In addition to representing a significantly better description for the GDP of US counties and Brazilian municipalities, the adjusted translog models indicate that the effects of population and incoming commuters on urban GDP intensifies with the increase of the product \(\Omega = N S\) (that is, \(\beta _C>0\)). The elasticity of scale is \(\varepsilon = 0.62 + 0.05 \log (N S)\) for US counties and \(\varepsilon = 0.61 + 0.08 \log (N S)\) for Brazilian municipalities. Thus, the greater the population and incoming commuters of a city, the larger the impact of proportionate changes of these quantities on its urban GDP. This effect is also more intense for Brazilian municipalities than US counties, such that urban areas of both countries with similar populations and incoming commuters respond differently to proportionate changes in these quantities, with urban areas in Brazil reporting proportionally more GDP gain than the US ones.
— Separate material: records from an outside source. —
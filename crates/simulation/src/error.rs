use std::path::PathBuf;

use thiserror::Error;

/// Errors raised while preparing a simulation.
#[derive(Debug, Error)]
pub enum SimulationError {
    #[error("failed to read fixture {path}: {source}")]
    Io {
        path: PathBuf,
        #[source]
        source: std::io::Error,
    },

    #[error("invalid fixture: {0}")]
    Parse(#[from] serde_json::Error),
}
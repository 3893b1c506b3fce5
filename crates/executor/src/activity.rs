use crate::context::ActivityContext;
use crate::error::ExecutorError;

/// Executes one kind of workflow activity.
///
/// Implementations read their configuration from `activity`, use the
/// capabilities in `ctx` and record results as output variables on `ctx`.
pub trait ActivityExecutor: Send + Sync {
    /// Configuration type of the activity.
    type Activity: Sync;

    fn execute(
        &self,
        activity: &Self::Activity,
        ctx: &mut ActivityContext,
    ) -> impl std::future::Future<Output = Result<(), ExecutorError>> + Send;
}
It is worth noticing that this behavior is not related to raw values of urban GDP (which are almost always higher in the US than in Brazilian urban areas); instead, elasticity of scaling is associated with proportionate changes in GDP. A similar result was observed in the context of usual urban scaling of GDP for West and East cities of the European Union, where West cities (usually richer and more developed than their East counterparts) display smaller increasing returns to scale than East cities46. Again, we can associate this behavior with the developing nature of Brazilian municipalities in contrast with the more steady economic situation of US counties.
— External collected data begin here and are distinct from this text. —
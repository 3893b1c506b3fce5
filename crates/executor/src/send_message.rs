use std::sync::Arc;

use herald_core::SendMessageSpec;
use tracing::{debug, info, instrument};

use crate::activity::ActivityExecutor;
use crate::composer::MessageComposer;
use crate::context::ActivityContext;
use crate::error::ExecutorError;
use crate::stream::StreamIdResolver;

/// Executes the `send-message` activity.
///
/// Resolves the destination stream, composes the message with its
/// attachments, sends it and records the id of the sent message as the
/// `msgId` output variable.
#[derive(Debug, Default, Clone, Copy)]
pub struct SendMessageExecutor;

impl SendMessageExecutor {
    /// Output variable holding the id of the sent message.
    pub const OUTPUT_MESSAGE_ID_KEY: &'static str = "msgId";

    pub fn new() -> Self {
        Self
    }
}

impl ActivityExecutor for SendMessageExecutor {
    type Activity = SendMessageSpec;

    #[instrument(skip(self, activity, ctx), fields(activity_id = %ctx.activity_id()))]
    async fn execute(
        &self,
        activity: &SendMessageSpec,
        ctx: &mut ActivityContext,
    ) -> Result<(), ExecutorError> {
        let stream_id = StreamIdResolver::resolve(activity, ctx.event())?;
        debug!(%stream_id, "sending message to stream");

        let messages = Arc::clone(ctx.messages());
        let resources = Arc::clone(ctx.resources());

        let message = MessageComposer::new(messages.as_ref(), resources.as_ref())
            .compose(activity)
            .await?;

        // The message is moved into the send call, which releases the
        // attachment streams whether it succeeds or fails.
        let result = if message.has_attachments() {
            let attachment_count = message.attachments.len();
            debug!(%stream_id, attachment_count, send_path = "attachments", "dispatching");
            messages.send_message(&stream_id, message).await?
        } else {
            debug!(%stream_id, send_path = "text", "dispatching");
            messages.send_text(&stream_id, &message.content).await?
        };

        match result.message_id {
            Some(message_id) => {
                let output = ctx.qualified_name(Self::OUTPUT_MESSAGE_ID_KEY);
                info!(%stream_id, %message_id, %output, "message sent");
                ctx.set_output_variable(Self::OUTPUT_MESSAGE_ID_KEY, message_id.as_str());
            }
            None => {
                info!(%stream_id, "message sent, no message id returned");
            }
        }
        Ok(())
    }
}

#[cfg(test)]
mod tests {
    use herald_core::{AttachmentInfo, AttachmentSpec, MessageSentEvent, RemoteMessage};
    use herald_messaging::MessagingError;
    use herald_simulation::{FailureMode, InMemoryMessageService, MemoryResourceLoader, SendPath};

    use super::*;

    fn context(
        service: &Arc<InMemoryMessageService>,
        resources: &Arc<MemoryResourceLoader>,
    ) -> ActivityContext {
        ActivityContext::new("send", service.clone(), resources.clone())
    }

    #[tokio::test]
    async fn text_only_uses_the_text_path() {
        let service = Arc::new(InMemoryMessageService::new());
        let resources = Arc::new(MemoryResourceLoader::new());
        let mut ctx = context(&service, &resources);

        let spec = SendMessageSpec::new("").to_stream("S1");
        SendMessageExecutor::new().execute(&spec, &mut ctx).await.unwrap();

        let sent = service.sent();
        assert_eq!(sent.len(), 1);
        assert_eq!(sent[0].send_path, SendPath::Text);
        assert_eq!(sent[0].content, "");
        assert!(ctx.output_variable("msgId").is_some());
    }

    #[tokio::test]
    async fn message_id_is_published_under_the_activity_scope() {
        let service = Arc::new(InMemoryMessageService::new());
        let resources = Arc::new(MemoryResourceLoader::new());
        let mut ctx = context(&service, &resources);

        let spec = SendMessageSpec::new("hi").to_stream("S1");
        SendMessageExecutor::new().execute(&spec, &mut ctx).await.unwrap();

        let sent_id = service.sent()[0].message_id.clone().unwrap();
        assert_eq!(
            ctx.qualified_name(SendMessageExecutor::OUTPUT_MESSAGE_ID_KEY),
            "send.outputs.msgId"
        );
        assert_eq!(
            ctx.output_variable(SendMessageExecutor::OUTPUT_MESSAGE_ID_KEY),
            Some(&serde_json::json!(sent_id.as_str()))
        );
    }

    #[tokio::test]
    async fn attachments_use_the_attachment_path() {
        let service = Arc::new(InMemoryMessageService::new());
        let resources =
            Arc::new(MemoryResourceLoader::new().with_resource("/tmp/a.png", vec![1u8; 10]));
        let mut ctx = context(&service, &resources);

        let spec = SendMessageSpec::new("hi")
            .to_stream("S1")
            .with_attachment(AttachmentSpec::local("/tmp/a.png"));
        SendMessageExecutor::new().execute(&spec, &mut ctx).await.unwrap();

        let sent = service.sent();
        assert_eq!(sent[0].send_path, SendPath::WithAttachments);
        assert_eq!(sent[0].attachments[0].filename, "a.png");
        assert_eq!(resources.open_streams(), 0);
    }

    #[tokio::test]
    async fn missing_resource_falls_back_to_the_text_path() {
        let service = Arc::new(InMemoryMessageService::new());
        let resources = Arc::new(MemoryResourceLoader::new());
        let mut ctx = context(&service, &resources);

        let spec = SendMessageSpec::new("hi")
            .to_stream("S1")
            .with_attachment(AttachmentSpec::local("/tmp/none.png"));
        SendMessageExecutor::new().execute(&spec, &mut ctx).await.unwrap();

        assert_eq!(service.sent()[0].send_path, SendPath::Text);
    }

    #[tokio::test]
    async fn stream_comes_from_the_triggering_message() {
        let service = Arc::new(InMemoryMessageService::new());
        let resources = Arc::new(MemoryResourceLoader::new());
        let mut ctx = context(&service, &resources).with_event(MessageSentEvent {
            message: RemoteMessage::new("M0", "room/with+chars=="),
        });

        SendMessageExecutor::new()
            .execute(&SendMessageSpec::new("pong"), &mut ctx)
            .await
            .unwrap();

        assert_eq!(service.sent()[0].stream_id.as_str(), "room_with-chars");
    }

    #[tokio::test]
    async fn no_destination_sends_nothing() {
        let service = Arc::new(InMemoryMessageService::new());
        let resources = Arc::new(MemoryResourceLoader::new());
        let mut ctx = context(&service, &resources);

        let err = SendMessageExecutor::new()
            .execute(&SendMessageSpec::new("hi"), &mut ctx)
            .await
            .unwrap_err();
        assert!(matches!(err, ExecutorError::NoDestination));
        assert!(service.sent().is_empty());
        assert!(ctx.outputs().is_empty());
    }

    #[tokio::test]
    async fn missing_message_id_writes_no_variable() {
        let service = Arc::new(InMemoryMessageService::new().without_message_ids());
        let resources = Arc::new(MemoryResourceLoader::new());
        let mut ctx = context(&service, &resources);

        SendMessageExecutor::new()
            .execute(&SendMessageSpec::new("hi").to_stream("S1"), &mut ctx)
            .await
            .unwrap();

        assert_eq!(service.sent().len(), 1);
        assert!(ctx.output_variable(SendMessageExecutor::OUTPUT_MESSAGE_ID_KEY).is_none());
    }

    #[tokio::test]
    async fn dispatch_failure_propagates_and_releases_streams() {
        let service =
            Arc::new(InMemoryMessageService::new().with_failure_mode(FailureMode::OnSend));
        let resources =
            Arc::new(MemoryResourceLoader::new().with_resource("/a.png", b"a".to_vec()));
        let mut ctx = context(&service, &resources);

        let spec = SendMessageSpec::new("hi")
            .to_stream("S1")
            .with_attachment(AttachmentSpec::local("/a.png"));
        let err = SendMessageExecutor::new().execute(&spec, &mut ctx).await.unwrap_err();

        assert!(matches!(
            err,
            ExecutorError::Transport(MessagingError::ExecutionFailed(_))
        ));
        assert_eq!(resources.opened(), 1);
        assert_eq!(resources.open_streams(), 0);
        assert!(ctx.outputs().is_empty());
    }

    #[tokio::test]
    async fn forwarded_attachment_missing_sends_nothing() {
        let service = Arc::new(InMemoryMessageService::new().with_message(
            RemoteMessage::new("M1", "S-src").with_attachment(AttachmentInfo::new("a", "a.txt")),
        ));
        let resources = Arc::new(MemoryResourceLoader::new());
        let mut ctx = context(&service, &resources);

        let spec = SendMessageSpec::new("fwd")
            .to_stream("S1")
            .with_attachment(AttachmentSpec::forward_one("M1", "b"));
        let err = SendMessageExecutor::new().execute(&spec, &mut ctx).await.unwrap_err();

        assert!(matches!(err, ExecutorError::AttachmentNotFound { .. }));
        assert!(service.sent().is_empty());
    }
}
use thiserror::Error;

/// Errors that can occur while talking to the messaging service or loading
/// workflow resources.
#[derive(Debug, Error)]
pub enum MessagingError {
    /// The service reported that the addressed entity does not exist.
    #[error("not found: {0}")]
    NotFound(String),

    /// The service rejected or failed to process the request.
    #[error("execution failed: {0}")]
    ExecutionFailed(String),

    /// A workflow resource could not be read.
    #[error("resource error: {path}: {message}")]
    Resource { path: String, message: String },
}

impl MessagingError {
    pub fn resource(path: impl Into<String>, message: impl std::fmt::Display) -> Self {
        Self::Resource {
            path: path.into(),
            message: message.to_string(),
        }
    }
}

#[cfg(test)]
mod tests {
    use super::*;

    #[test]
    fn error_display() {
        let err = MessagingError::NotFound("stream S1".into());
        assert_eq!(err.to_string(), "not found: stream S1");

        let err = MessagingError::ExecutionFailed("stream is read-only".into());
        assert_eq!(err.to_string(), "execution failed: stream is read-only");

        let err = MessagingError::resource("/tmp/a.png", "permission denied");
        assert_eq!(err.to_string(), "resource error: /tmp/a.png: permission denied");
    }

    #[test]
    fn resource_helper_formats_the_cause() {
        let io = std::io::Error::new(std::io::ErrorKind::NotFound, "no such file");
        match MessagingError::resource("/tmp/missing.png", io) {
            MessagingError::Resource { path, message } => {
                assert_eq!(path, "/tmp/missing.png");
                assert_eq!(message, "no such file");
            }
            other => panic!("unexpected error: {other:?}"),
        }
    }
}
Intriguingly, the translog model predicts that urban areas transit from decreasing to increasing returns to scale of GDP depending on the values of N and S. By analyzing the inequality \(\varepsilon >1\), we find that whether the product between population and incoming commuters \(\Omega = N S\) exceeds or not the critical value \(\Omega ^* = 10^{(1-\beta _N - \beta _S)/\beta _C}\) determines if an urban area shows decreasing (\(\Omega < \Omega ^*\)) or increasing (\(\Omega > \Omega ^*\)) returns to scale13. Moreover, the line defined by \(\log S = \log \Omega ^* + \log N\) separates two regions in a plane of \(\log S\) versus \(\log N\), such that urban areas with increasing returns to scale are above this line, and those with decreasing returns to scale are below this line. Figure 3a shows this plane in which the color-coded background refers to the elasticity of scale for each point in the plane and the gray circles stand for values of \(\log S\) versus \(\log N\) for all US counties and Brazilian municipalities.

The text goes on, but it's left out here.